==== Supplied records

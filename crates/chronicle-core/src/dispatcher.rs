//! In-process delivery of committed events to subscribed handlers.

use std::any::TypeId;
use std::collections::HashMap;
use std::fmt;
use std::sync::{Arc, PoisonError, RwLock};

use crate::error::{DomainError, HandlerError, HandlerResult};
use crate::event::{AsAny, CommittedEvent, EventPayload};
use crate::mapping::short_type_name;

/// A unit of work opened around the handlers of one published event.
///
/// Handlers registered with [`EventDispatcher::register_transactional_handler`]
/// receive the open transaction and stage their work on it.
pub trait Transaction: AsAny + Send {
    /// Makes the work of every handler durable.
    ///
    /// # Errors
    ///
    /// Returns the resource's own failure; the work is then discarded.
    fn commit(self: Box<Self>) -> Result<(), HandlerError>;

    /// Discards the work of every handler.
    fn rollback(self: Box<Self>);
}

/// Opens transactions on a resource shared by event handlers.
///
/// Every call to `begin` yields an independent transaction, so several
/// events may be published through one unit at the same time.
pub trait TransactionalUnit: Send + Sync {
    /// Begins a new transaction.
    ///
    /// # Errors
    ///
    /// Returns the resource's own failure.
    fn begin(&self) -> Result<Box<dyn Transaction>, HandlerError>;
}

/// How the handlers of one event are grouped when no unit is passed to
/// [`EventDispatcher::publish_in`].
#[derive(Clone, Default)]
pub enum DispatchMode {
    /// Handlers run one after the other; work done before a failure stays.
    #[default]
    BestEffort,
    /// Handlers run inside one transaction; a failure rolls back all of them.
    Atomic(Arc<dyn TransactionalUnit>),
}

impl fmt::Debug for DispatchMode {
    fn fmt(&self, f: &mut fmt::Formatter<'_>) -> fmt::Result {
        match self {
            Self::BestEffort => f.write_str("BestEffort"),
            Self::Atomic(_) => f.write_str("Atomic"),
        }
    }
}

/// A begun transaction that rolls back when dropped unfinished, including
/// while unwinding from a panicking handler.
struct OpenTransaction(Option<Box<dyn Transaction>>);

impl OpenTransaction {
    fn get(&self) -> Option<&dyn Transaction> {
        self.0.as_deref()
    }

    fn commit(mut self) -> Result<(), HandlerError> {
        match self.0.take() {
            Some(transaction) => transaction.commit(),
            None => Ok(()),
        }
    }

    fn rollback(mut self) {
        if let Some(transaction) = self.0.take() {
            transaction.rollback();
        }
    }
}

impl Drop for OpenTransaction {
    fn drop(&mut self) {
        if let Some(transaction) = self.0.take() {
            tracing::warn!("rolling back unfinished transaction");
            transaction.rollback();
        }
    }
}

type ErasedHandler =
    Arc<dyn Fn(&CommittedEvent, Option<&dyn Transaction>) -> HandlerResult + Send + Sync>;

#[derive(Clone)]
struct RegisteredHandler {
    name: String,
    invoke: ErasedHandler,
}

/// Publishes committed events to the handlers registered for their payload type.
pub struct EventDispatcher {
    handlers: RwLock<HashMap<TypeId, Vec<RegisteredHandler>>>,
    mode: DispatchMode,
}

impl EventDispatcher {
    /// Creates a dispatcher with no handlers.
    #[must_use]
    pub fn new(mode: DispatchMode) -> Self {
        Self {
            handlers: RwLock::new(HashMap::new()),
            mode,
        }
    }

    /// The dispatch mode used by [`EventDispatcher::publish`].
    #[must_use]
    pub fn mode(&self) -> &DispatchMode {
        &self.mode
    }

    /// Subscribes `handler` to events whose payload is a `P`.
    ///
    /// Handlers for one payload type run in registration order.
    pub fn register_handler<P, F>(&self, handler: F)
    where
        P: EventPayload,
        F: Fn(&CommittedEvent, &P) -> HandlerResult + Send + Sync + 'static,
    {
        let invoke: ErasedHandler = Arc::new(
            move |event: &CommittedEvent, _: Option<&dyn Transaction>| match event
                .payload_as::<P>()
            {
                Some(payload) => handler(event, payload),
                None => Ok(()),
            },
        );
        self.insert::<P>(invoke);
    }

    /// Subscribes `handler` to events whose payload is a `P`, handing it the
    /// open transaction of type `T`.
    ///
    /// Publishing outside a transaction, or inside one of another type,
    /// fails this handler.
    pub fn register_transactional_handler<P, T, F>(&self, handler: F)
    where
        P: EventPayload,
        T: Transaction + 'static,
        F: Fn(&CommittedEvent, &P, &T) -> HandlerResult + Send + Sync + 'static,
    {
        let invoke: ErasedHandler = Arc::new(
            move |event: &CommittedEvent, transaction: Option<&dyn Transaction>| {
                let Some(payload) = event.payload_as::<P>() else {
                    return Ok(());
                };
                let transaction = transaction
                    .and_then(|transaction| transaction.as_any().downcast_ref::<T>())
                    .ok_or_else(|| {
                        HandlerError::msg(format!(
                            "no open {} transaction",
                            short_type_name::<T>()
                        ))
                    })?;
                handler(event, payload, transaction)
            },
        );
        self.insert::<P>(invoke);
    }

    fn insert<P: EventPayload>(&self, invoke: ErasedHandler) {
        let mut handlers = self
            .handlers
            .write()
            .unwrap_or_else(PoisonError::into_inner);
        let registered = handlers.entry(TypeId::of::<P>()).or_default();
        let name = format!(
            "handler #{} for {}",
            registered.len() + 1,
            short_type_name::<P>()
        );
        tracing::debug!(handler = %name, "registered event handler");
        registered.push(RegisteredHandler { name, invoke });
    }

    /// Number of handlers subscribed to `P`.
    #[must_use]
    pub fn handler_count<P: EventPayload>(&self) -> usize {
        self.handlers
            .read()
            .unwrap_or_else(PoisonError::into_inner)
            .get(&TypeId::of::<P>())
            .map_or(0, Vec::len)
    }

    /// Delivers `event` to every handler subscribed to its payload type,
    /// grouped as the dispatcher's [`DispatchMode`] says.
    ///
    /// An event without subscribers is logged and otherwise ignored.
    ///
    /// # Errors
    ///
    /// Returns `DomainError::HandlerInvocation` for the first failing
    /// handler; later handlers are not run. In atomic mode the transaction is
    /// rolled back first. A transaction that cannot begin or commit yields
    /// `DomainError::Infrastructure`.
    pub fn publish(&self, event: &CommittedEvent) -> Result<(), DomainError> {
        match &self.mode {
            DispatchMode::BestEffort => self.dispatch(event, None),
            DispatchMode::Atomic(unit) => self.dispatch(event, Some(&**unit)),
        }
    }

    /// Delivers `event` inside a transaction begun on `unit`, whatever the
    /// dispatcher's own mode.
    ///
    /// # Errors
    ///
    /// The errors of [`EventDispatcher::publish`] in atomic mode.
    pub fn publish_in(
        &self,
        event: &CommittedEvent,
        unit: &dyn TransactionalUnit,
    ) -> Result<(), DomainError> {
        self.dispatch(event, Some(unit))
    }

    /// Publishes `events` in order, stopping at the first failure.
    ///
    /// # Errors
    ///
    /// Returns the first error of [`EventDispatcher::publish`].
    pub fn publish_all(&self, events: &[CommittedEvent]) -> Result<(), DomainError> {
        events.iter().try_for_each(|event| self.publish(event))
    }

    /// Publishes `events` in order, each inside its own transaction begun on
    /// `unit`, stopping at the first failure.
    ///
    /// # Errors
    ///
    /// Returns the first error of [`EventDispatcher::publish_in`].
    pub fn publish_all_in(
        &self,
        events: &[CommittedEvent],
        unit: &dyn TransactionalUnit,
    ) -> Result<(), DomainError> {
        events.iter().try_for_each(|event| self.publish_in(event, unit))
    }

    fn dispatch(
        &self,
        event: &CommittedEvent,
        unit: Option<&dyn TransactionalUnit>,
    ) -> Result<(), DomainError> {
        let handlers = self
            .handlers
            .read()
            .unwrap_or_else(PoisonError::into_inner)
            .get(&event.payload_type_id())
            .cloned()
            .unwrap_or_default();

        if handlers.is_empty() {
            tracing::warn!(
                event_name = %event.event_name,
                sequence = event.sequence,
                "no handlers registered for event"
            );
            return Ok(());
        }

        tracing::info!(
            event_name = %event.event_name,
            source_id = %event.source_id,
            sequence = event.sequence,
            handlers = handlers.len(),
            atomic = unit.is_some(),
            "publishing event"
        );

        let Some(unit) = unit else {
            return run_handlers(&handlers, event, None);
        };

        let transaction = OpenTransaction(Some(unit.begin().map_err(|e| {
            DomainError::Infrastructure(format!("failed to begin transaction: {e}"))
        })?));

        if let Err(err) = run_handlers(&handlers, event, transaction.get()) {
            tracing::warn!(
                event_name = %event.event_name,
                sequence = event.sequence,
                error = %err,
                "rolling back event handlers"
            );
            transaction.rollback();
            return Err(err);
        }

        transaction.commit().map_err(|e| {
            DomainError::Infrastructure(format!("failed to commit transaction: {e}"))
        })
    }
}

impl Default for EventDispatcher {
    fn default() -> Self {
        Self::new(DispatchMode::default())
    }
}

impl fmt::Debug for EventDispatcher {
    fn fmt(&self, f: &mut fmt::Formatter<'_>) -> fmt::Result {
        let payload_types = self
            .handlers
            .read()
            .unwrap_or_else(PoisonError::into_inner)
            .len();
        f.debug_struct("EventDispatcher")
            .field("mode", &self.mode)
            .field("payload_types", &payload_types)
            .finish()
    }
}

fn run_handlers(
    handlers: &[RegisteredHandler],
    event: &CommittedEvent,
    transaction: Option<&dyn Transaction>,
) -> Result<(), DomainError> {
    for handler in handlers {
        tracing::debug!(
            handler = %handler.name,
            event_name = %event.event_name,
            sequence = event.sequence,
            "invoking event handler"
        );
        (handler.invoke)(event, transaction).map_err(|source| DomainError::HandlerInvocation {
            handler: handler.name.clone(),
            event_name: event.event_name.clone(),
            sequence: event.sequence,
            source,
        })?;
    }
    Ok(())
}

========

### Task statement
Your answer should be each line from the entries that includes the string "first".

### Response box
    /// Returns `DomainError::HandlerInvocation` for the first failing
    /// rolled back first. A transaction that cannot begin or commit yields
    /// Publishes `events` in order, stopping at the first failure.
    /// Returns the first error of [`EventDispatcher::publish`].
    /// `unit`, stopping at the first failure.
    /// Returns the first error of [`EventDispatcher::publish_in`].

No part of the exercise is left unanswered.